Sort through the data and copy the lines holding the word "calls".
*** Block opens ***
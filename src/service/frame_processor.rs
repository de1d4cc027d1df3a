//! Frame processor: one inbound text message in, one response out.

use std::sync::Arc;

use base64::Engine as _;
use base64::alphabet;
use base64::engine::{DecodePaddingMode, GeneralPurpose, GeneralPurposeConfig};
use serde::Deserialize;
use serde_json::Value;

use crate::detection::EmotionDetector;
use crate::domain::DecodedImage;
use crate::error::{FrameError, FrameErrorKind};
use crate::ws::messages::{InboundMessage, OutboundMessage};

/// Standard alphabet; trailing `=` padding optional.
const PAYLOAD_ENGINE: GeneralPurpose = GeneralPurpose::new(
    &alphabet::STANDARD,
    GeneralPurposeConfig::new().with_decode_padding_mode(DecodePaddingMode::Indifferent),
);

/// Decodes frames and shapes detector output into responses.
///
/// Cheap to clone: the detector is shared behind an [`Arc`]. Processing is
/// synchronous and CPU bound; async callers should run it on a blocking
/// thread.
#[derive(Debug, Clone)]
pub struct FrameProcessor {
    detector: Arc<dyn EmotionDetector>,
    expose_error_detail: bool,
}

impl FrameProcessor {
    /// Creates a processor around a shared detector.
    #[must_use]
    pub fn new(detector: Arc<dyn EmotionDetector>) -> Self {
        Self {
            detector,
            expose_error_detail: false,
        }
    }

    /// Appends the underlying reason to processing error messages.
    #[must_use]
    pub fn with_error_detail(mut self, expose: bool) -> Self {
        self.expose_error_detail = expose;
        self
    }

    /// Processes one raw message. Never fails: errors become error responses.
    #[must_use]
    pub fn process(&self, raw: &str) -> OutboundMessage {
        self.try_process(raw).unwrap_or_else(|err| self.reject(&err))
    }

    /// Processes one raw message, keeping the internal error.
    ///
    /// # Errors
    ///
    /// Returns a [`FrameError`] describing the first step that failed.
    pub fn try_process(&self, raw: &str) -> Result<OutboundMessage, FrameError> {
        let image = decode_frame(raw)?;
        let mut faces = self.detector.detect_emotions(&image)?.into_iter();
        let face = faces.next().ok_or(FrameError::NoFace)?;

        let discarded = faces.len();
        if discarded > 0 {
            tracing::debug!(discarded, "multiple faces detected; using the first");
        }

        let emotion = face
            .emotions
            .dominant()
            .ok_or(FrameError::EmptyScores)?
            .to_string();
        Ok(OutboundMessage::Prediction {
            predictions: face.emotions,
            emotion,
        })
    }

    /// Logs `err` under its category and builds the error response.
    #[must_use]
    pub fn reject(&self, err: &FrameError) -> OutboundMessage {
        match err.kind() {
            FrameErrorKind::InvalidJson => {
                tracing::warn!(error = %err, "JSON decode error");
            }
            FrameErrorKind::NoFace => {
                tracing::warn!("no face detected in image");
            }
            FrameErrorKind::Processing => {
                tracing::error!(kind = err.tag(), error = %err, "error processing frame");
            }
        }
        OutboundMessage::error(err.client_message(self.expose_error_detail))
    }
}

/// Parses the message and decodes its image.
///
/// # Errors
///
/// [`FrameError::InvalidJson`] if `raw` is not JSON; a processing-kind
/// [`FrameError`] for anything wrong after that.
pub fn decode_frame(raw: &str) -> Result<DecodedImage, FrameError> {
    let message: Value = serde_json::from_str(raw)?;
    let frame = extract_image(&message)?;
    let bytes = decode_payload(split_payload(&frame.data.image)?)?;
    Ok(DecodedImage::decode(&bytes)?)
}

/// Reads the parsed message as an [`InboundMessage`].
///
/// # Errors
///
/// [`FrameError::MissingField`] if `data` or `data.image` is absent or not
/// the expected type.
pub fn extract_image(message: &Value) -> Result<InboundMessage, FrameError> {
    InboundMessage::deserialize(message).map_err(|e| {
        tracing::debug!(error = %e, "inbound message has the wrong shape");
        FrameError::MissingField("data.image")
    })
}

/// Returns everything after the first comma, unchanged. The prefix is not
/// checked.
///
/// # Errors
///
/// [`FrameError::MalformedDataUrl`] if there is no comma.
pub fn split_payload(image: &str) -> Result<&str, FrameError> {
    image
        .split_once(',')
        .map(|(_, payload)| payload)
        .ok_or(FrameError::MalformedDataUrl)
}

/// Decodes a standard-alphabet base64 payload.
///
/// # Errors
///
/// [`FrameError::Base64`] on invalid characters or length.
pub fn decode_payload(payload: &str) -> Result<Vec<u8>, FrameError> {
    Ok(PAYLOAD_ENGINE.decode(payload)?)
}

#[cfg(test)]
#[allow(clippy::panic)]
mod tests {
    use std::io::Cursor;
    use std::sync::atomic::{AtomicUsize, Ordering};

    use base64::engine::general_purpose::STANDARD;
    use image::{ImageFormat, RgbImage};

    use super::*;
    use crate::detection::DetectorError;
    use crate::domain::{DetectedFace, EmotionScores};

    #[derive(Debug, Default)]
    struct StubDetector {
        faces: Vec<DetectedFace>,
        fail: bool,
        calls: AtomicUsize,
    }

    impl StubDetector {
        fn returning(faces: Vec<DetectedFace>) -> Arc<Self> {
            Arc::new(Self {
                faces,
                ..Self::default()
            })
        }

        fn failing() -> Arc<Self> {
            Arc::new(Self {
                fail: true,
                ..Self::default()
            })
        }
    }

    impl EmotionDetector for StubDetector {
        fn detect_emotions(
            &self,
            _image: &DecodedImage,
        ) -> Result<Vec<DetectedFace>, DetectorError> {
            self.calls.fetch_add(1, Ordering::SeqCst);
            if self.fail {
                return Err(DetectorError::Inference("model crashed".to_string()));
            }
            Ok(self.faces.clone())
        }
    }

    fn face(scores: &[(&str, f64)]) -> DetectedFace {
        DetectedFace::new(scores.iter().copied().collect::<EmotionScores>())
    }

    fn black_pixel_jpeg_b64() -> String {
        let mut buf = Cursor::new(Vec::new());
        let Ok(()) = RgbImage::new(1, 1).write_to(&mut buf, ImageFormat::Jpeg) else {
            panic!("jpeg encoding failed");
        };
        STANDARD.encode(buf.into_inner())
    }

    fn frame_message() -> String {
        format!(
            r#"{{"data":{{"image":"data:image/jpeg;base64,{}"}}}}"#,
            black_pixel_jpeg_b64()
        )
    }

    fn processor(detector: Arc<StubDetector>) -> FrameProcessor {
        FrameProcessor::new(detector)
    }

    #[test]
    fn invalid_json_is_reported_without_calling_detector() {
        let detector = StubDetector::returning(vec![]);
        let proc = processor(Arc::clone(&detector));
        for raw in ["", "{", "not json", r#"{"data": }"#] {
            assert_eq!(
                proc.process(raw),
                OutboundMessage::error("Invalid JSON format"),
                "input {raw:?}"
            );
        }
        assert_eq!(detector.calls.load(Ordering::SeqCst), 0);
    }

    #[test]
    fn wrong_shapes_are_processing_errors() {
        let proc = processor(StubDetector::returning(vec![]));
        let inputs = [
            "[]",
            "42",
            r#"{"image":"a,b"}"#,
            r#"{"data":{}}"#,
            r#"{"data":{"image":5}}"#,
            r#"{"data":"a,b"}"#,
            r#"{"data":{"image":"no comma here"}}"#,
            r#"{"data":{"image":"data:image/jpeg;base64,@@not-base64@@"}}"#,
            r#"{"data":{"image":"data:image/jpeg;base64,aGVsbG8gd29ybGQ="}}"#,
        ];
        for raw in inputs {
            assert_eq!(
                proc.process(raw),
                OutboundMessage::error("Error processing frame"),
                "input {raw:?}"
            );
        }
    }

    #[test]
    fn step_errors_are_tagged() {
        let proc = processor(StubDetector::returning(vec![]));
        let cases = [
            (r#"{"data":{}}"#, "missing_field"),
            (r#"{"data":{"image":"abc"}}"#, "malformed_data_url"),
            (r#"{"data":{"image":"x,!!!"}}"#, "base64"),
            (r#"{"data":{"image":"x,aGVsbG8="}}"#, "image_decode"),
        ];
        for (raw, tag) in cases {
            let Err(err) = proc.try_process(raw) else {
                panic!("expected failure for {raw}");
            };
            assert_eq!(err.tag(), tag, "input {raw}");
        }
    }

    #[test]
    fn no_face_detected() {
        let proc = processor(StubDetector::returning(vec![]));
        assert_eq!(
            proc.process(&frame_message()),
            OutboundMessage::error("No face detected")
        );
    }

    #[test]
    fn first_face_predictions_are_returned_unchanged() {
        let proc = processor(StubDetector::returning(vec![face(&[
            ("happy", 0.9),
            ("sad", 0.1),
        ])]));
        let response = proc.process(&frame_message());
        assert_eq!(
            response.to_json(),
            r#"{"predictions":{"happy":0.9,"sad":0.1},"emotion":"happy"}"#
        );
    }

    #[test]
    fn later_faces_are_ignored() {
        let proc = processor(StubDetector::returning(vec![
            face(&[("angry", 0.6), ("happy", 0.4)]),
            face(&[("angry", 0.0), ("happy", 1.0)]),
        ]));
        let OutboundMessage::Prediction { emotion, .. } = proc.process(&frame_message()) else {
            panic!("expected a prediction");
        };
        assert_eq!(emotion, "angry");
    }

    #[test]
    fn ties_resolve_to_first_label() {
        let proc = processor(StubDetector::returning(vec![face(&[
            ("neutral", 0.5),
            ("happy", 0.5),
        ])]));
        let OutboundMessage::Prediction { emotion, .. } = proc.process(&frame_message()) else {
            panic!("expected a prediction");
        };
        assert_eq!(emotion, "neutral");
    }

    #[test]
    fn detector_failure_and_empty_scores_are_processing_errors() {
        let failing = processor(StubDetector::failing());
        assert_eq!(
            failing.process(&frame_message()),
            OutboundMessage::error("Error processing frame")
        );

        let empty = processor(StubDetector::returning(vec![face(&[])]));
        assert_eq!(
            empty.process(&frame_message()),
            OutboundMessage::error("Error processing frame")
        );
    }

    #[test]
    fn detail_is_exposed_when_enabled() {
        let proc = processor(StubDetector::failing()).with_error_detail(true);
        assert_eq!(
            proc.process(&frame_message()),
            OutboundMessage::error(
                "Error processing frame: detector failed: inference failed: model crashed"
            )
        );
    }

    #[test]
    fn payload_is_everything_after_first_comma() {
        assert_eq!(split_payload("a,b,c").ok(), Some("b,c"));
        assert_eq!(split_payload(",xyz").ok(), Some("xyz"));
        assert!(split_payload("xyz").is_err());
    }

    #[test]
    fn payload_whitespace_is_not_stripped() {
        assert_eq!(split_payload("data:x, aGk=\n").ok(), Some(" aGk=\n"));
        let proc = processor(StubDetector::returning(vec![]));
        let raw = format!(
            r#"{{"data":{{"image":"data:image/jpeg;base64,{} "}}}}"#,
            black_pixel_jpeg_b64()
        );
        let Err(err) = proc.try_process(&raw) else {
            panic!("trailing space should fail base64 decoding");
        };
        assert_eq!(err.tag(), "base64");
    }

    #[test]
    fn padding_is_optional() {
        assert_eq!(decode_payload("aGk=").ok(), Some(b"hi".to_vec()));
        assert_eq!(decode_payload("aGk").ok(), Some(b"hi".to_vec()));
    }
}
*** Block closes ***
Answer space =
        calls: AtomicUsize,
            self.calls.fetch_add(1, Ordering::SeqCst);
        assert_eq!(detector.calls.load(Ordering::SeqCst), 0);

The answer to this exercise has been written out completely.